While waiting to hear if doctors would agree to operate on her young son, which had just been diagnosed with a life-threatening heart condition, Shila Thapa made a promise to God. "If God saves his life, I will start working for Down Dyndrome," Shila vowed. Luckily, her son survived the open heart surgery, and Shila kept her commitment. Now, nine years later, the 41-year-old is the President of Down Syndrome Society in Nepal, and a fervent advocate for the rights of persons with intellectual disabilities.
Shila's dedication to improving the lives of people with disabilities all started with her son, who was born with Down Syndrome. "My son completely changed my life," Shila said. The woman, who had never worked outside the home before her son was diagnosed with the condition, remembers finding out about her son's disability. "There was no possibility for him to be properly diagnosed in Nepal, so we had his blood sent to India for testing," she recalls. Had he been diagnosed earlier, his heart problems could have been identified and resolved without putting his life at risk.

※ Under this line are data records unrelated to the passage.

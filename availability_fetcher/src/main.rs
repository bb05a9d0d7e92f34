mod error;
mod feed;

use crate::error::{CollectError, FetchError, MainError};
use crate::feed::LotStatus;
use axum::Router;
use axum::extract::State;
use axum::http::StatusCode;
use axum::response::IntoResponse;
use axum::routing::get;
use chrono::{DateTime, TimeDelta, Utc};
use parking_lot::RwLock;
use shared::error::InitializationError;
use shared::geo::round2;
use shared::{AvailabilityConfig, initialize_db, load_config, shutdown_listener};
use sqlx::{Pool, Postgres};
use std::sync::Arc;
use std::time::Duration;
use tokio::net::TcpListener;
use tokio::time::sleep;
use tokio_util::sync::CancellationToken;
use tracing::{debug, error, info, warn};
use tracing_subscriber::EnvFilter;
use uuid::Uuid;

#[tokio::main]
async fn main() -> Result<(), MainError> {
    let subscriber = tracing_subscriber::fmt()
        .compact()
        .with_file(true)
        .with_line_number(true)
        .with_env_filter(EnvFilter::from_default_env())
        .finish();

    tracing::subscriber::set_global_default(subscriber).map_err(InitializationError::Tracing)?;

    // Set up config
    let config = load_config().unwrap_or_else(|e| {
        error!(error = ?e, "configuration could not be initialized");
        panic!("configuration could not be initialized");
    });
    let availability = config
        .availability
        .clone()
        .ok_or(InitializationError::MissingConfigSection("availability"))?;

    let db_pool = initialize_db(&config.postgres, true).await?;

    let last_attempted_update = Arc::new(RwLock::new(None));
    let last_successful_update = Arc::new(RwLock::new(None));
    let last_error = Arc::new(RwLock::new(None));

    // Cancellation token shared across tasks; listener cancels on SIGINT/SIGTERM.
    let shutdown_token = CancellationToken::new();
    let signal_handle = tokio::spawn(shutdown_listener(Some(shutdown_token.clone())));

    let axum_handle = tokio::spawn(run_health_server(
        Arc::clone(&last_attempted_update),
        Arc::clone(&last_successful_update),
        Arc::clone(&last_error),
        TimeDelta::seconds(2 * availability.interval_seconds as i64),
        shutdown_token.clone(),
    ));

    let collector_handle = tokio::spawn(collector_loop(
        db_pool,
        availability,
        last_attempted_update,
        last_successful_update,
        last_error,
        shutdown_token.clone(),
    ));

    tokio::select! {
        res = axum_handle => {
            shutdown_token.cancel();
            res??;
        }
        res = collector_handle => {
            shutdown_token.cancel();
            res??;
        }
        res = signal_handle => {
            shutdown_token.cancel();
            res?;
        }
    }

    Ok(())
}

async fn collector_loop(
    db_pool: Pool<Postgres>,
    config: AvailabilityConfig,
    last_attempted_update: Arc<RwLock<Option<DateTime<Utc>>>>,
    last_successful_update: Arc<RwLock<Option<DateTime<Utc>>>>,
    last_error: Arc<RwLock<Option<CollectError>>>,
    shutdown: CancellationToken,
) -> Result<(), CollectError> {
    let http_client = reqwest::Client::builder()
        .timeout(Duration::from_secs(60))
        .build()
        .map_err(FetchError::from)?;

    info!("initialized availability fetcher");
    let mut initial_loop = true;
    loop {
        if initial_loop {
            initial_loop = false;
        } else {
            tokio::select! {
                _ = sleep(Duration::from_secs(config.interval_seconds)) => {},
                _ = shutdown.cancelled() => {
                    info!("shutdown requested, exiting collector loop");
                    break;
                }
            }
        }

        let now = Utc::now();
        *last_attempted_update.write() = Some(now);
        let statuses = match fetch_feed(&http_client, &config.feed_url).await {
            Ok(statuses) => statuses,
            Err(e) => {
                warn!(error = ?e, "failed to fetch and deserialize availability feed");
                *last_error.write() = Some(e.into());
                continue;
            }
        };

        match store_feed(&db_pool, &statuses, now).await {
            Ok((lots_changed, snapshots_created)) => {
                *last_successful_update.write() = Some(now);
                info!(lots_changed, snapshots_created, "collection complete");
                debug!(entries = statuses.len(), "processed availability feed");
            }
            Err(e) => {
                warn!(error = ?e, "could not store availability data");
                *last_error.write() = Some(e);
                continue;
            }
        }

        // If shutdown was requested during processing, break after finishing the iteration.
        if shutdown.is_cancelled() {
            info!("shutdown requested, collector loop exiting after current iteration");
            break;
        }
    }

    Ok(())
}

#[derive(Clone)]
struct AxumState {
    last_attempted_update: Arc<RwLock<Option<DateTime<Utc>>>>,
    last_successful_update: Arc<RwLock<Option<DateTime<Utc>>>>,
    last_error: Arc<RwLock<Option<CollectError>>>,
    stale_after: TimeDelta,
}

async fn run_health_server(
    last_attempted_update: Arc<RwLock<Option<DateTime<Utc>>>>,
    last_successful_update: Arc<RwLock<Option<DateTime<Utc>>>>,
    last_error: Arc<RwLock<Option<CollectError>>>,
    stale_after: TimeDelta,
    shutdown: CancellationToken,
) -> Result<(), std::io::Error> {
    info!("starting axum health server");
    let app = Router::new()
        .route("/health", get(health_check))
        .with_state(AxumState {
            last_successful_update,
            last_attempted_update,
            last_error,
            stale_after,
        });
    let listener = TcpListener::bind("127.0.0.1:3000").await?;
    axum::serve(listener, app)
        .with_graceful_shutdown(async move {
            shutdown.cancelled().await;
        })
        .await?;
    Ok(())
}

async fn health_check(State(state): State<AxumState>) -> impl IntoResponse {
    let last_attempted_update = *state.last_attempted_update.read();
    let last_successful_update = *state.last_successful_update.read();
    let last_error = if let Some(e) = state.last_error.read().as_ref() {
        format!("{e:?}")
    } else {
        "unknown".to_string()
    };

    let Some(last_successful_update) = last_successful_update else {
        if let Some(last_attempted_update) = last_attempted_update {
            return (
                StatusCode::INTERNAL_SERVER_ERROR,
                format!(
                    "Feed has not been successfully collected. Last attempted collection: {last_attempted_update}. Last error: {last_error}"
                ),
            );
        }
        return (
            StatusCode::INTERNAL_SERVER_ERROR,
            "No attempted or successful collections".to_string(),
        );
    };

    if (Utc::now() - last_successful_update) > state.stale_after {
        (
            StatusCode::INTERNAL_SERVER_ERROR,
            format!(
                "Feed not collected within the last two intervals. Last successful collection: {last_successful_update}. Last error: {last_error}"
            ),
        )
    } else {
        (
            StatusCode::OK,
            format!("Feed last successfully collected: {last_successful_update}"),
        )
    }
}

async fn fetch_feed(client: &reqwest::Client, url: &str) -> Result<Vec<LotStatus>, FetchError> {
    Ok(client
        .get(url)
        .send()
        .await?
        .error_for_status()?
        .json::<Vec<LotStatus>>()
        .await?)
}

#[derive(sqlx::FromRow)]
struct LotRow {
    id: Uuid,
    address: Option<String>,
    total_spaces: Option<i32>,
}

/// Upserts lots by feed name and records one snapshot per entry that carries
/// a free-space count. Returns (lots created or changed, snapshots created).
async fn store_feed(
    pool: &Pool<Postgres>,
    statuses: &[LotStatus],
    collected_at: DateTime<Utc>,
) -> Result<(u64, u64), CollectError> {
    let mut tx = pool.begin().await?;
    let mut lots_changed = 0u64;
    let mut snapshots_created = 0u64;

    for status in statuses {
        let Some(name) = status.location_name.as_deref() else {
            continue;
        };

        let existing = sqlx::query_as::<_, LotRow>(
            "SELECT id, address, total_spaces FROM parking_lots WHERE name = $1",
        )
        .bind(name)
        .fetch_optional(tx.as_mut())
        .await?;

        let lot_id = match existing {
            Some(lot) => {
                if lot.address != status.location_address || lot.total_spaces != status.total_spaces
                {
                    sqlx::query(
                        r"
                        UPDATE parking_lots
                        SET address = $2, total_spaces = $3, updated_at = now()
                        WHERE id = $1
                        ",
                    )
                    .bind(lot.id)
                    .bind(&status.location_address)
                    .bind(status.total_spaces)
                    .execute(tx.as_mut())
                    .await?;
                    lots_changed += 1;
                }
                lot.id
            }
            None => {
                let id = Uuid::now_v7();
                sqlx::query(
                    "INSERT INTO parking_lots (id, name, address, total_spaces) VALUES ($1, $2, $3, $4)",
                )
                .bind(id)
                .bind(name)
                .bind(&status.location_address)
                .bind(status.total_spaces)
                .execute(tx.as_mut())
                .await?;
                lots_changed += 1;
                id
            }
        };

        if let Some(free_spaces) = status.free_spaces {
            let occupancy_pct = status
                .total_spaces
                .filter(|total| *total > 0)
                .map(|total| round2(f64::from(total - free_spaces) / f64::from(total) * 100.0));

            sqlx::query(
                r"
                INSERT INTO parking_snapshots (id, lot_id, free_spaces, occupancy_pct, collected_at)
                VALUES ($1, $2, $3, $4, $5)
                ",
            )
            .bind(Uuid::now_v7())
            .bind(lot_id)
            .bind(free_spaces)
            .bind(occupancy_pct)
            .bind(collected_at)
            .execute(tx.as_mut())
            .await?;
            snapshots_created += 1;
        }
    }

    tx.commit().await?;
    Ok((lots_changed, snapshots_created))
}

When a child is born with a disability in Nepal, the mothers are generally the ones blamed for it. As the concept of intellectual disability is not widely understood in Nepal - Shila is even fighting to get the name recognized - the stigma surrounding children with disabilities and their mothers is often debilitating. "Husband leave their wives when they give birth to a child with a disability," Shila said. "I was told by people that I should have another boy, a healthy one," she added. Fortunately, Shila's family was always extremely supportive, which greatly aided her in achieving her dreams. "I didn't feel like they ever blamed me," Shila said. "They feel proud, they are so happy to have my son." she added.
It is Shila now supporting and counselling other parents of children with intellectual disabilities, building their confidence and helping them see the potential in their children. She has met with more than 300 parents so far, who are always inspired by the happiness and joy of the children who participate in the activities of Shila's day centres.
In her centre in Kathmandu, Nepal's capital, 31 children are educated based on the Montessori method, which supports the development of important life skills, and respects each child's unique abilities. While Nepal has ratified the United Nations Convention of the Rights of Persons with Disabilities and has polices that are formally geared towards inclusion, Shila quickly found the actual situation to be much different. There was no educational material adapted to the needs of children with intellectual disabilities, teachers were not trained in helping disabled children, and there were no extracurricular activities available for them. Moreover, some parents would not let their children play with her son. "It was mental torture," she recalls. Many children with disabilities in Nepal not only receive no education, but are often locked up in their rooms the whole day, or even kept in cages while their parents, most of them farmers, are at work.
Shila is now fighting to change all this. She is currently planning to open day centres in five more districts in Nepal, which, among others, will involve children over 15-years-old in vocational therapy and help them find work. "There is a 5% quota for hiring people with disabilities in Nepal, but I don't think people with intellectual disabilities can fill this quota now," she said. With the proper support and training, however, she is sure they will be able to do so in the future.
While she acknowledges how difficult is is to sensitize people and to raise awareness about intellectual disability in Nepal, Shila sees some positive change. "The situation has been better in the last 5-10 years, with organisations such as Inclusion International getting involved." However, there is still a lot more to be done until the right-based approach becomes more than just wishful thinking. Shila, for one, is staying positive. "Maybe in the future, we will see inclusion in action, not just in theory." For now, she is working to get doctors to champion the cause of intellectual disability and to raise as much awareness as possible. "We feel doctors are like God, and whatever they say, it is true,' she said. " People here think Down Syndrome is a disease. It has associated problems, but it is not a disease," Shila added.
In the future, she would like to see children with intellectual disabilities work and live independently in the community, surrounded by their peers. "If people with intellectual disabilities find employment, their families' attitude will also change, and they will not be seen as a burden anymore," Shila believes. "It is also better for mothers, as their will not be blamed for having a child with a disability."